Houve também um impulso na COP26, realizada na mesma época em Glasgow, quando foi lançado o Compromisso Global de Metano. O acordo tem como objetivo reduzir as emissões do gás em 30% até 2030, em comparação com os níveis de 2020. Mas o progresso tem sido lento.
Regulamentação de metano obsoleta
Produtores estatais e privados de petróleo e gás deveriam apresentar ao governo mexicano seus planos de prevenção e controle das emissões de metano. Entretanto, pedidos de acesso à informação pública mostram que, alguns dias após o prazo, a Agência Nacional de Segurança, Energia e Meio Ambiente (Asea) — estatal mexicana que regulamenta o setor — ainda não os havia recebido.
Uma perda bilionária
De acordo com a EDF, a combustão e ventilação podem resultar em perdas de cerca de R$ 1 bilhão anualmente. Essa perda poderia ser evitada com o aumento do investimento em tecnologia para capturar o metano e usá-lo em processos industriais.

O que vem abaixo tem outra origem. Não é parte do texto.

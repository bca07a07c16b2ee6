//! Warden control and privilege management.

use super::context::{Context, Handler, HandlerResult};
use crate::db::Account;
use crate::error::{ModerationError, ModerationResult};
use crate::moderation::{Directive, Role, channel_key};
use crate::network::is_channel_name;
use async_trait::async_trait;
use tracing::info;

pub struct MsgHandler;

#[async_trait]
impl Handler for MsgHandler {
    async fn handle(&self, ctx: &Context<'_>) -> HandlerResult {
        let target = ctx.arg(0)?;
        let text = ctx.rest(1)?;
        Ok(vec![Directive::message(target, text)])
    }
}

pub struct NickHandler;

#[async_trait]
impl Handler for NickHandler {
    async fn handle(&self, ctx: &Context<'_>) -> HandlerResult {
        let nick = ctx.arg(0)?;
        Ok(vec![Directive::Nick {
            nick: nick.to_string(),
        }])
    }
}

pub struct QuitHandler;

#[async_trait]
impl Handler for QuitHandler {
    async fn handle(&self, ctx: &Context<'_>) -> HandlerResult {
        info!(by = %ctx.caller.nick, "shutdown requested");
        Ok(vec![Directive::Quit {
            message: "Shutting down.".to_string(),
        }])
    }
}

/// How a role command changes the target's level.
#[derive(Debug, Clone, Copy, PartialEq, Eq)]
pub enum RoleUpdate {
    /// Raise to at least this role.
    Grant(Role),
    /// Drop this role and every role above it.
    Revoke(Role),
}

impl RoleUpdate {
    pub fn apply(self, current: Role) -> Role {
        match self {
            RoleUpdate::Grant(role) => current.max(role),
            RoleUpdate::Revoke(role) if current >= role => role.revoked(),
            RoleUpdate::Revoke(_) => current,
        }
    }
}

/// `op`, `deop`, `admin`, `deadmin`.
pub struct RoleHandler(pub RoleUpdate);

#[async_trait]
impl Handler for RoleHandler {
    async fn handle(&self, ctx: &Context<'_>) -> HandlerResult {
        let username = ctx.arg(0)?;
        let actor = ctx.actor()?;
        let accounts = ctx.session.db().accounts();

        let target = accounts
            .find_by_name(username)
            .await?
            .ok_or_else(|| ModerationError::RecordNotFound(username.to_string()))?;
        ensure_outranks(actor, &target)?;

        let level = self.0.apply(target.level);
        if level != target.level {
            accounts.set_level(&target.username, level).await?;
            info!(
                username = %target.username,
                from = %target.level,
                to = %level,
                by = %actor.username,
                "account level changed"
            );
        }

        Ok(vec![ctx.reply(format!("{} is now {}.", target.username, level))])
    }
}

/// `allow` and `disallow`.
pub struct AllowHandler {
    pub allow: bool,
}

#[async_trait]
impl Handler for AllowHandler {
    async fn handle(&self, ctx: &Context<'_>) -> HandlerResult {
        let username = ctx.arg(0)?;
        let scope = ctx.arg(1)?;
        let actor = ctx.actor()?;
        let accounts = ctx.session.db().accounts();

        let target = accounts
            .find_by_name(username)
            .await?
            .ok_or_else(|| ModerationError::RecordNotFound(username.to_string()))?;
        ensure_outranks(actor, &target)?;

        let reply = if scope == "*" {
            if actor.level != Role::Owner && !actor.all_channels {
                return Err(ModerationError::PermissionDenied);
            }
            accounts.set_all_channels(&target.username, self.allow).await?;

            if self.allow {
                format!("{} may now act on every channel.", target.username)
            } else {
                format!("{} may no longer act on every channel.", target.username)
            }
        } else {
            if !is_channel_name(scope) {
                return Err(ModerationError::InvalidArguments(ctx.usage.to_string()));
            }
            let channel = channel_key(scope);
            if actor.level != Role::Owner && !actor.covers_channel(&channel) {
                return Err(ModerationError::PermissionDenied);
            }

            if self.allow {
                accounts.add_channel(&target.username, &channel).await?;
                format!("{} may now act on {}.", target.username, channel)
            } else {
                accounts.remove_channel(&target.username, &channel).await?;
                format!("{} may no longer act on {}.", target.username, channel)
            }
        };

        info!(
            username = %target.username,
            scope = %scope,
            allow = self.allow,
            by = %actor.username,
            "channel scope changed"
        );
        Ok(vec![ctx.reply(reply)])
    }
}

/// Only accounts strictly below the actor may be changed; owners may change
/// anyone.
fn ensure_outranks(actor: &Account, target: &Account) -> ModerationResult<()> {
    if actor.level == Role::Owner || target.level < actor.level {
        Ok(())
    } else {
        Err(ModerationError::PermissionDenied)
    }
}

#[cfg(test)]
mod tests {
    use super::*;

    #[test]
    fn test_grant_never_lowers() {
        assert_eq!(RoleUpdate::Grant(Role::Op).apply(Role::User), Role::Op);
        assert_eq!(RoleUpdate::Grant(Role::Op).apply(Role::Admin), Role::Admin);
        assert_eq!(RoleUpdate::Grant(Role::Admin).apply(Role::Op), Role::Admin);
    }

    #[test]
    fn test_revoke_clears_whole_prefix() {
        assert_eq!(RoleUpdate::Revoke(Role::Op).apply(Role::Admin), Role::User);
        assert_eq!(RoleUpdate::Revoke(Role::Op).apply(Role::Op), Role::User);
        assert_eq!(RoleUpdate::Revoke(Role::Admin).apply(Role::Owner), Role::Op);
        assert_eq!(RoleUpdate::Revoke(Role::Admin).apply(Role::Op), Role::Op);
        assert_eq!(RoleUpdate::Revoke(Role::Op).apply(Role::User), Role::User);
    }
}
//! Integration test common infrastructure.
//!
//! Provides a `Session` harness over an in-memory database and a scripted
//! IRC server for driving the real client over TCP.

pub mod server;
pub mod session;

#[allow(unused_imports)]
pub use server::FakeIrcd;
#[allow(unused_imports)]
pub use session::{TestSession, notices_to, user};
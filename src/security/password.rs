//! Password hashing and verification utilities.
//!
//! Centralizes Argon2 password handling for warden accounts.

use argon2::{
    Argon2, PasswordHash, PasswordHasher, PasswordVerifier,
    password_hash::{SaltString, rand_core::OsRng},
};

/// Verify a password against a stored Argon2 hash string.
///
/// A hash that does not parse never verifies.
pub fn verify_password(password: &str, hash: &str) -> bool {
    match PasswordHash::new(hash) {
        Ok(parsed) => Argon2::default()
            .verify_password(password.as_bytes(), &parsed)
            .is_ok(),
        Err(_) => false,
    }
}

/// Hash a password using default Argon2 settings.
pub fn hash_password(password: &str) -> Result<String, argon2::password_hash::Error> {
    let salt = SaltString::generate(&mut OsRng);
    let argon2 = Argon2::default();

    Ok(argon2
        .hash_password(password.as_bytes(), &salt)?
        .to_string())
}

/// Burn the same CPU time as a real verification so that a missing account
/// and a wrong password take equally long.
pub fn dummy_verify(password: &str) {
    const DUMMY_HASH: &str = "$argon2id$v=19$m=19456,t=2,p=1$dGltaW5nLW9yYWNsZS1kdW1teQ$K4VZh8k8YL3E8H7E8H7E8H7E8H7E8H7E8H7E8H7E8Hs";

    if let Ok(parsed) = PasswordHash::new(DUMMY_HASH) {
        let _ = Argon2::default().verify_password(password.as_bytes(), &parsed);
    }
}
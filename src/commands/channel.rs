//! Channel presence, blocklist and enforcement policy commands.

use super::context::{Context, Handler, HandlerResult};
use crate::error::ModerationError;
use crate::moderation::policy::{apply_setting, describe};
use crate::moderation::{Directive, channel_key};
use crate::network::is_channel_name;
use async_trait::async_trait;
use tracing::info;

/// The channel argument, checked for shape and case-folded.
fn channel_arg(ctx: &Context<'_>) -> Result<String, ModerationError> {
    let channel = ctx.arg(0)?;
    if !is_channel_name(channel) {
        return Err(ModerationError::InvalidArguments(ctx.usage.to_string()));
    }
    Ok(channel_key(channel))
}

fn no_policy(channel: &str) -> String {
    format!("No policy for {}.", channel)
}

pub struct JoinHandler;

#[async_trait]
impl Handler for JoinHandler {
    async fn handle(&self, ctx: &Context<'_>) -> HandlerResult {
        let channel = channel_arg(ctx)?;
        Ok(vec![Directive::Join {
            channel,
            key: ctx.args.get(1).map(str::to_string),
        }])
    }
}

pub struct PartHandler;

#[async_trait]
impl Handler for PartHandler {
    async fn handle(&self, ctx: &Context<'_>) -> HandlerResult {
        let channel = channel_arg(ctx)?;
        Ok(vec![Directive::Part { channel }])
    }
}

pub struct AddWordHandler;

#[async_trait]
impl Handler for AddWordHandler {
    async fn handle(&self, ctx: &Context<'_>) -> HandlerResult {
        let channel = channel_arg(ctx)?;
        let pattern = ctx.rest(1)?;

        ctx.session.matcher().add(&pattern, &channel).await?;

        info!(channel = %channel, pattern = %pattern, by = %ctx.caller.nick, "pattern blocked");
        Ok(vec![ctx.reply(format!("Blocked {} in {}.", pattern, channel))])
    }
}

pub struct DelWordHandler;

#[async_trait]
impl Handler for DelWordHandler {
    async fn handle(&self, ctx: &Context<'_>) -> HandlerResult {
        let channel = channel_arg(ctx)?;
        let pattern = ctx.rest(1)?;

        let removed = ctx.session.matcher().delete(&pattern, &channel).await?;
        if removed == 0 {
            return Ok(vec![ctx.reply(format!(
                "{} is not blocked in {}.",
                pattern, channel
            ))]);
        }

        info!(channel = %channel, pattern = %pattern, by = %ctx.caller.nick, "pattern unblocked");
        Ok(vec![ctx.reply(format!("Unblocked {} in {}.", pattern, channel))])
    }
}

pub struct WordsHandler;

#[async_trait]
impl Handler for WordsHandler {
    async fn handle(&self, ctx: &Context<'_>) -> HandlerResult {
        let channel = channel_arg(ctx)?;
        let entries = ctx.session.matcher().list(&channel).await?;

        if entries.is_empty() {
            return Ok(vec![ctx.reply(format!("No patterns are blocked in {}.", channel))]);
        }

        let mut replies = Vec::with_capacity(entries.len() + 1);
        replies.push(ctx.reply(format!("Blocked in {}:", channel)));
        replies.extend(entries.iter().map(|e| ctx.reply(e.pattern.clone())));
        Ok(replies)
    }
}

pub struct PolicyHandler;

#[async_trait]
impl Handler for PolicyHandler {
    async fn handle(&self, ctx: &Context<'_>) -> HandlerResult {
        let channel = channel_arg(ctx)?;
        let Some(policy) = ctx.session.policies().get(&channel).await? else {
            return Ok(vec![ctx.reply(no_policy(&channel))]);
        };

        let mut replies = vec![ctx.reply(format!("Policy for {}:", channel))];
        replies.extend(describe(&policy).into_iter().map(|line| ctx.reply(line)));
        Ok(replies)
    }
}

pub struct SetHandler;

#[async_trait]
impl Handler for SetHandler {
    async fn handle(&self, ctx: &Context<'_>) -> HandlerResult {
        let channel = channel_arg(ctx)?;
        let key = ctx.arg(1)?;
        let value = ctx.rest(2)?;

        let updated = ctx
            .session
            .policies()
            .update(&channel, |policy| apply_setting(policy, key, &value))
            .await;
        match updated {
            Ok(_) => {}
            Err(ModerationError::RecordNotFound(_)) => {
                return Ok(vec![ctx.reply(no_policy(&channel))]);
            }
            Err(e) => return Err(e),
        }

        info!(channel = %channel, key = %key, value = %value, by = %ctx.caller.nick, "policy setting changed");
        Ok(vec![ctx.reply(format!("{} set to {} in {}.", key, value, channel))])
    }
}

pub struct PardonHandler;

#[async_trait]
impl Handler for PardonHandler {
    async fn handle(&self, ctx: &Context<'_>) -> HandlerResult {
        let channel = channel_arg(ctx)?;
        let identity = ctx.arg(1)?;

        ctx.session.ledger().pardon(identity).await?;

        info!(channel = %channel, identity = %identity, by = %ctx.caller.nick, "infractions pardoned");
        Ok(vec![ctx.reply(format!("Pardoned {}.", identity))])
    }
}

A gigante estatal Petróleos Mexicanos (Pemex) deveria iniciar a implementação do plano de prevenção e controle das emissões de metano a partir de 1º de janeiro, mas nem ela nem suas subsidiárias apresentaram propostas. Produtores privados também não entregaram ainda suas estratégias à estatal mexicana que regulamenta o setor, Asea, segundo um pedido de acesso à informação feito pelo Diálogo Chino.
Jonathan Banks, diretor internacional de metano da Clean Air Task Force, uma ONG sediada em Boston, diz que o México deve colocar o regulamento em prática. “Não fica caro [interromper os escapes, a combustão e a ventilação], e é a maneira mais barata de se reduzir as emissões”, disse Banks ao Diálogo Chino. “O México tem que alocar recursos para essas medidas. Há muitos benefícios de se reduzir essas emissões”.

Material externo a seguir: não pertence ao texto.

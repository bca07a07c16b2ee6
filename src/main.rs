//! warden - connect to a network and moderate the configured channels.

use anyhow::Context;
use slirc_warden::config::{Config, LogFormat, validate};
use slirc_warden::db::Database;
use slirc_warden::network::Client;
use slirc_warden::session::Session;
use std::sync::Arc;
use tokio::sync::mpsc;
use tracing::{error, info};
use tracing_subscriber::EnvFilter;

#[tokio::main]
async fn main() -> anyhow::Result<()> {
    // Load configuration
    let config_path = std::env::args()
        .nth(1)
        .unwrap_or_else(|| "warden.toml".to_string());

    let config = Config::load(&config_path)
        .with_context(|| format!("failed to load config from {}", config_path))?;

    // Initialize tracing
    let filter = EnvFilter::try_from_default_env().unwrap_or_else(|_| EnvFilter::new("info"));
    match config.general.log_format {
        LogFormat::Pretty => tracing_subscriber::fmt()
            .with_env_filter(filter)
            .with_target(true)
            .init(),
        LogFormat::Json => tracing_subscriber::fmt()
            .json()
            .with_env_filter(filter)
            .with_target(true)
            .init(),
    }

    if let Err(errors) = validate(&config) {
        for e in &errors {
            error!(error = %e, "Invalid configuration");
        }
        return Err(anyhow::anyhow!(
            "{} configuration error(s) in {}",
            errors.len(),
            config_path
        ));
    }

    info!(
        nick = %config.nickname(),
        host = %config.network.host,
        port = config.network.port,
        channels = config.network.channels.len(),
        "Starting slirc-warden"
    );

    // Initialize database
    let db = Database::new(&config.database_path()).await?;

    let (directives, directive_rx) = mpsc::channel(config.general.outbound_queue);
    let session = Arc::new(Session::new(config, db, directives));
    let client = Client::new(session, directive_rx);

    tokio::select! {
        _ = client.run() => {}
        result = tokio::signal::ctrl_c() => {
            result.context("failed to listen for shutdown signal")?;
            info!("Interrupted, shutting down");
        }
    }

    Ok(())
}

Os benefícios também serão financeiros: de acordo com a EDF, a combustão e ventilação podem resultar em perdas de cerca de US$ 200 milhões (mais de R$ 1 bilhão) anuais, as quais poderiam ser evitadas com o aumento do investimento em tecnologia para capturar o metano e usá-lo em processos industriais.

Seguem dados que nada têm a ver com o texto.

//! Role- and channel-scoped permission checks.
//!
//! Roles form a single ordered level, `user < op < admin < owner`; holding a
//! level implies every level below it. Channel-scoped capabilities
//! additionally require the account to cover the target channel, either
//! explicitly or through the all-channels flag. The gate is deny-by-default:
//! an identity without an account is refused everything.

use crate::db::{Account, Database};
use crate::error::{ModerationError, ModerationResult};
use crate::moderation::{Identity, channel_key};
use std::fmt;
use tracing::debug;

/// Privilege level of an account.
#[derive(Debug, Clone, Copy, PartialEq, Eq, PartialOrd, Ord, Hash)]
pub enum Role {
    User,
    Op,
    Admin,
    Owner,
}

impl Role {
    pub const ALL: [Role; 4] = [Role::User, Role::Op, Role::Admin, Role::Owner];

    /// Stored integer form.
    pub fn level(self) -> i64 {
        match self {
            Role::User => 0,
            Role::Op => 1,
            Role::Admin => 2,
            Role::Owner => 3,
        }
    }

    /// Inverse of [`level`](Self::level), clamping out-of-range values.
    pub fn from_level(level: i64) -> Self {
        match level {
            i64::MIN..=0 => Role::User,
            1 => Role::Op,
            2 => Role::Admin,
            _ => Role::Owner,
        }
    }

    /// Every role this one implies, lowest first.
    pub fn implied(self) -> Vec<Role> {
        Role::ALL.into_iter().filter(|r| *r <= self).collect()
    }

    /// The level left after revoking this role.
    pub fn revoked(self) -> Role {
        match self {
            Role::User | Role::Op => Role::User,
            Role::Admin => Role::Op,
            Role::Owner => Role::Admin,
        }
    }

    pub fn as_str(self) -> &'static str {
        match self {
            Role::User => "user",
            Role::Op => "op",
            Role::Admin => "admin",
            Role::Owner => "owner",
        }
    }
}

impl fmt::Display for Role {
    fn fmt(&self, f: &mut fmt::Formatter<'_>) -> fmt::Result {
        f.write_str(self.as_str())
    }
}

/// Channel part of a capability check.
#[derive(Debug, Clone, Copy, PartialEq, Eq)]
pub enum ScopeCheck<'a> {
    /// The capability is not channel-scoped.
    Unscoped,
    /// Channel-scoped, but the caller supplied no channel.
    Missing,
    /// Channel-scoped, acting on this channel.
    Channel(&'a str),
}

/// Evaluates capability checks against the account directory.
#[derive(Clone)]
pub struct PermissionGate {
    db: Database,
}

impl PermissionGate {
    pub fn new(db: Database) -> Self {
        Self { db }
    }

    /// Pure decision for an already resolved account.
    ///
    /// A missing channel argument is reported as such even before the
    /// account is looked at; every other failure is `PermissionDenied`.
    pub fn evaluate(
        account: Option<&Account>,
        required: Role,
        scope: ScopeCheck<'_>,
    ) -> ModerationResult<()> {
        if scope == ScopeCheck::Missing {
            return Err(ModerationError::MissingChannelArgument);
        }

        let Some(account) = account else {
            return Err(ModerationError::PermissionDenied);
        };

        if !account.has_role(required) {
            return Err(ModerationError::PermissionDenied);
        }

        if let ScopeCheck::Channel(channel) = scope
            && !account.covers_channel(&channel_key(channel))
        {
            return Err(ModerationError::PermissionDenied);
        }

        Ok(())
    }

    /// The account currently bound to an identity.
    pub async fn account_for(&self, identity: &Identity) -> ModerationResult<Option<Account>> {
        Ok(self.db.accounts().find_by_identity(&identity.key).await?)
    }

    /// Resolve the caller's account and evaluate the check.
    pub async fn authorize(
        &self,
        identity: &Identity,
        required: Role,
        scope: ScopeCheck<'_>,
    ) -> ModerationResult<Account> {
        let account = self.account_for(identity).await?;
        if let Err(e) = Self::evaluate(account.as_ref(), required, scope) {
            debug!(
                nick = %identity.nick,
                identity = %identity.key,
                required = %required,
                reason = e.error_code(),
                "capability denied"
            );
            return Err(e);
        }
        account.ok_or(ModerationError::PermissionDenied)
    }
}

#[cfg(test)]
mod tests {
    use super::*;
    use std::collections::BTreeSet;

    fn account(level: Role, channels: &[&str], all: bool) -> Account {
        Account {
            id: 1,
            username: "alice".to_string(),
            identity: Some("alice@host".to_string()),
            nick: Some("Alice".to_string()),
            level,
            all_channels: all,
            channels: channels.iter().map(|c| c.to_string()).collect::<BTreeSet<_>>(),
            registered_at: 0,
        }
    }

    #[test]
    fn test_role_ordering_and_implication() {
        assert!(Role::Owner > Role::Admin && Role::Admin > Role::Op && Role::Op > Role::User);
        assert_eq!(Role::Admin.implied(), vec![Role::User, Role::Op, Role::Admin]);
        assert_eq!(Role::User.implied(), vec![Role::User]);
        for role in Role::ALL {
            assert_eq!(Role::from_level(role.level()), role);
        }
        assert_eq!(Role::from_level(-5), Role::User);
        assert_eq!(Role::from_level(42), Role::Owner);
        assert_eq!(Role::Op.revoked(), Role::User);
        assert_eq!(Role::Admin.revoked(), Role::Op);
    }

    #[test]
    fn test_no_account_denied_everything() {
        for role in Role::ALL {
            for scope in [ScopeCheck::Unscoped, ScopeCheck::Channel("#rust")] {
                assert!(matches!(
                    PermissionGate::evaluate(None, role, scope),
                    Err(ModerationError::PermissionDenied)
                ));
            }
        }
    }

    #[test]
    fn test_missing_channel_is_distinct() {
        let admin = account(Role::Admin, &[], true);
        assert!(matches!(
            PermissionGate::evaluate(Some(&admin), Role::Op, ScopeCheck::Missing),
            Err(ModerationError::MissingChannelArgument)
        ));
    }

    #[test]
    fn test_role_required() {
        let user = account(Role::User, &["#rust"], false);
        assert!(PermissionGate::evaluate(Some(&user), Role::User, ScopeCheck::Unscoped).is_ok());
        assert!(matches!(
            PermissionGate::evaluate(Some(&user), Role::Op, ScopeCheck::Unscoped),
            Err(ModerationError::PermissionDenied)
        ));
    }

    #[test]
    fn test_user_denied_admin_scoped_command() {
        // Member of the channel as a plain user, no scopes
        let user = account(Role::User, &[], false);
        assert!(matches!(
            PermissionGate::evaluate(Some(&user), Role::Admin, ScopeCheck::Channel("#rust")),
            Err(ModerationError::PermissionDenied)
        ));
    }

    #[test]
    fn test_channel_scope() {
        let op = account(Role::Op, &["#rust"], false);
        assert!(PermissionGate::evaluate(Some(&op), Role::Op, ScopeCheck::Channel("#Rust")).is_ok());
        assert!(matches!(
            PermissionGate::evaluate(Some(&op), Role::Op, ScopeCheck::Channel("#go")),
            Err(ModerationError::PermissionDenied)
        ));

        let global = account(Role::Op, &[], true);
        assert!(
            PermissionGate::evaluate(Some(&global), Role::Op, ScopeCheck::Channel("#go")).is_ok()
        );
    }

    #[tokio::test]
    async fn test_authorize_resolves_identity() {
        let db = Database::new(":memory:").await.unwrap();
        db.accounts()
            .register("alice", "pw", Some("alice@host"), Some("Alice"), Role::Op)
            .await
            .unwrap();
        db.accounts().set_all_channels("alice", true).await.unwrap();

        let gate = PermissionGate::new(db);
        let alice = Identity::new("Alice", "alice@host");
        let mallory = Identity::new("Alice", "mallory@elsewhere");

        let account = gate
            .authorize(&alice, Role::Op, ScopeCheck::Channel("#rust"))
            .await
            .unwrap();
        assert_eq!(account.username, "alice");

        // Same nick, different connection identity
        assert!(matches!(
            gate.authorize(&mallory, Role::User, ScopeCheck::Unscoped).await,
            Err(ModerationError::PermissionDenied)
        ));
    }
}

O México tem que alocar recursos para essas medidas. Há muitos benefícios de se reduzir essas emissões
Velasco, coordenadora da Cemda, exige uma ação urgente contra o metano. “Não podemos permitir mais atrasos, especialmente em um contexto em que tanto a emergência climática quanto os compromissos internacionais recentemente assinados exigem que o México seja mais responsável em seu cumprimento”, diz a pesquisadora, acrescentando que outras medidas serão necessárias para a redução de emissões em outros setores.
Já Nancy Martínez, da periferia de Poza Rica, decidiu se mudar para longe da fábrica que enchia seus pulmões de ar poluído com metano. Sua saúde melhorou, mas muitos habitantes locais parecem condenados a viver entre os poços e a poluição.
“Será difícil remover os poços, mas as autoridades podem regular melhor as empresas”, disse.